» **Exercise directions**
Each line below must be printed exactly as it stands.
─── Extracted entries
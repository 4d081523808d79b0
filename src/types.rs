//! The building blocks of the BM25 index.
//!
//! # Invariants (the stuff that breaks if you ignore it)
//!
//! - **Posting**: `term_frequency == positions.len()`, positions strictly
//!   ascending.
//! - **PostingList**: `document_frequency` equals the number of distinct
//!   `document_id`s in `postings`; no two postings share a `document_id`.
//! - **CorpusStats**: `average_document_length` is always the exact quotient
//!   `total_token_count / total_documents` when the corpus is non-empty.
//!
//! `Index::check_well_formed` (test builds) verifies all of these.

use serde::{Deserialize, Serialize};
use std::collections::HashMap;

/// One (term, document) pair in the inverted index.
#[derive(Debug, Clone, PartialEq, Eq, Serialize, Deserialize)]
pub struct Posting {
    /// Caller-minted document identifier.
    pub document_id: String,
    /// Occurrences of the term in this document.
    pub term_frequency: u32,
    /// Ordinals of each occurrence within the document's term sequence.
    pub positions: Vec<u32>,
}

/// All postings for a single term, with its document frequency.
#[derive(Debug, Clone, Default, Serialize, Deserialize)]
pub struct PostingList {
    pub postings: Vec<Posting>,
    /// Number of distinct documents containing the term. Kept in lockstep
    /// with `postings`; never recomputed lazily.
    pub document_frequency: u32,
}

/// Corpus-wide aggregates, snapshot at read time.
#[derive(Debug, Clone, Copy, PartialEq, Serialize, Deserialize)]
pub struct CorpusStats {
    pub total_documents: u64,
    pub total_token_count: u64,
    /// Derived: `total_token_count / total_documents` (0.0 for an empty
    /// corpus).
    pub average_document_length: f64,
}

/// Opaque positional metadata attached to a document at indexing time.
///
/// The engine stores and returns this but never interprets it. Callers that
/// chunk files typically record the origin path and the chunk's line span.
#[derive(Debug, Clone, Default, PartialEq, Eq, Serialize, Deserialize)]
pub struct DocumentMeta {
    pub source_path: Option<String>,
    /// Half-open `(start, end)` range in whatever unit the caller chose.
    pub span: Option<(u32, u32)>,
}

/// A ranked search result.
#[derive(Debug, Clone, Serialize, Deserialize)]
pub struct Bm25Match {
    pub document_id: String,
    /// Total BM25 score. Always finite; a non-finite value fails the query
    /// instead of being returned.
    pub score: f32,
    /// Per-term contributions, for explainability. Terms absent from the
    /// document contribute zero and are omitted.
    pub term_scores: HashMap<String, f32>,
}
──────
» **Written response**
repository 4d081523808d79b0
filename src/types.rs
//! The building blocks of the BM25 index.
//!
//! # Invariants (the stuff that breaks if you ignore it)
//!
//! - **Posting**: `term_frequency == positions.len()`, positions strictly
//!   ascending.
//! - **PostingList**: `document_frequency` equals the number of distinct
//!   `document_id`s in `postings`; no two postings share a `document_id`.
//! - **CorpusStats**: `average_document_length` is always the exact quotient
//!   `total_token_count / total_documents` when the corpus is non-empty.
//!
//! `Index::check_well_formed` (test builds) verifies all of these.

use serde::{Deserialize, Serialize};
use std::collections::HashMap;

/// One (term, document) pair in the inverted index.
#[derive(Debug, Clone, PartialEq, Eq, Serialize, Deserialize)]
pub struct Posting {
    /// Caller-minted document identifier.
    pub document_id: String,
    /// Occurrences of the term in this document.
    pub term_frequency: u32,
    /// Ordinals of each occurrence within the document's term sequence.
    pub positions: Vec<u32>,
}

/// All postings for a single term, with its document frequency.
#[derive(Debug, Clone, Default, Serialize, Deserialize)]
pub struct PostingList {
    pub postings: Vec<Posting>,
    /// Number of distinct documents containing the term. Kept in lockstep
    /// with `postings`; never recomputed lazily.
    pub document_frequency: u32,
}

/// Corpus-wide aggregates, snapshot at read time.
#[derive(Debug, Clone, Copy, PartialEq, Serialize, Deserialize)]
pub struct CorpusStats {
    pub total_documents: u64,
    pub total_token_count: u64,
    /// Derived: `total_token_count / total_documents` (0.0 for an empty
    /// corpus).
    pub average_document_length: f64,
}

/// Opaque positional metadata attached to a document at indexing time.
///
/// The engine stores and returns this but never interprets it. Callers that
/// chunk files typically record the origin path and the chunk's line span.
#[derive(Debug, Clone, Default, PartialEq, Eq, Serialize, Deserialize)]
pub struct DocumentMeta {
    pub source_path: Option<String>,
    /// Half-open `(start, end)` range in whatever unit the caller chose.
    pub span: Option<(u32, u32)>,
}

/// A ranked search result.
#[derive(Debug, Clone, Serialize, Deserialize)]
pub struct Bm25Match {
    pub document_id: String,
    /// Total BM25 score. Always finite; a non-finite value fails the query
    /// instead of being returned.
    pub score: f32,
    /// Per-term contributions, for explainability. Terms absent from the
    /// document contribute zero and are omitted.
    pub term_scores: HashMap<String, f32>,
}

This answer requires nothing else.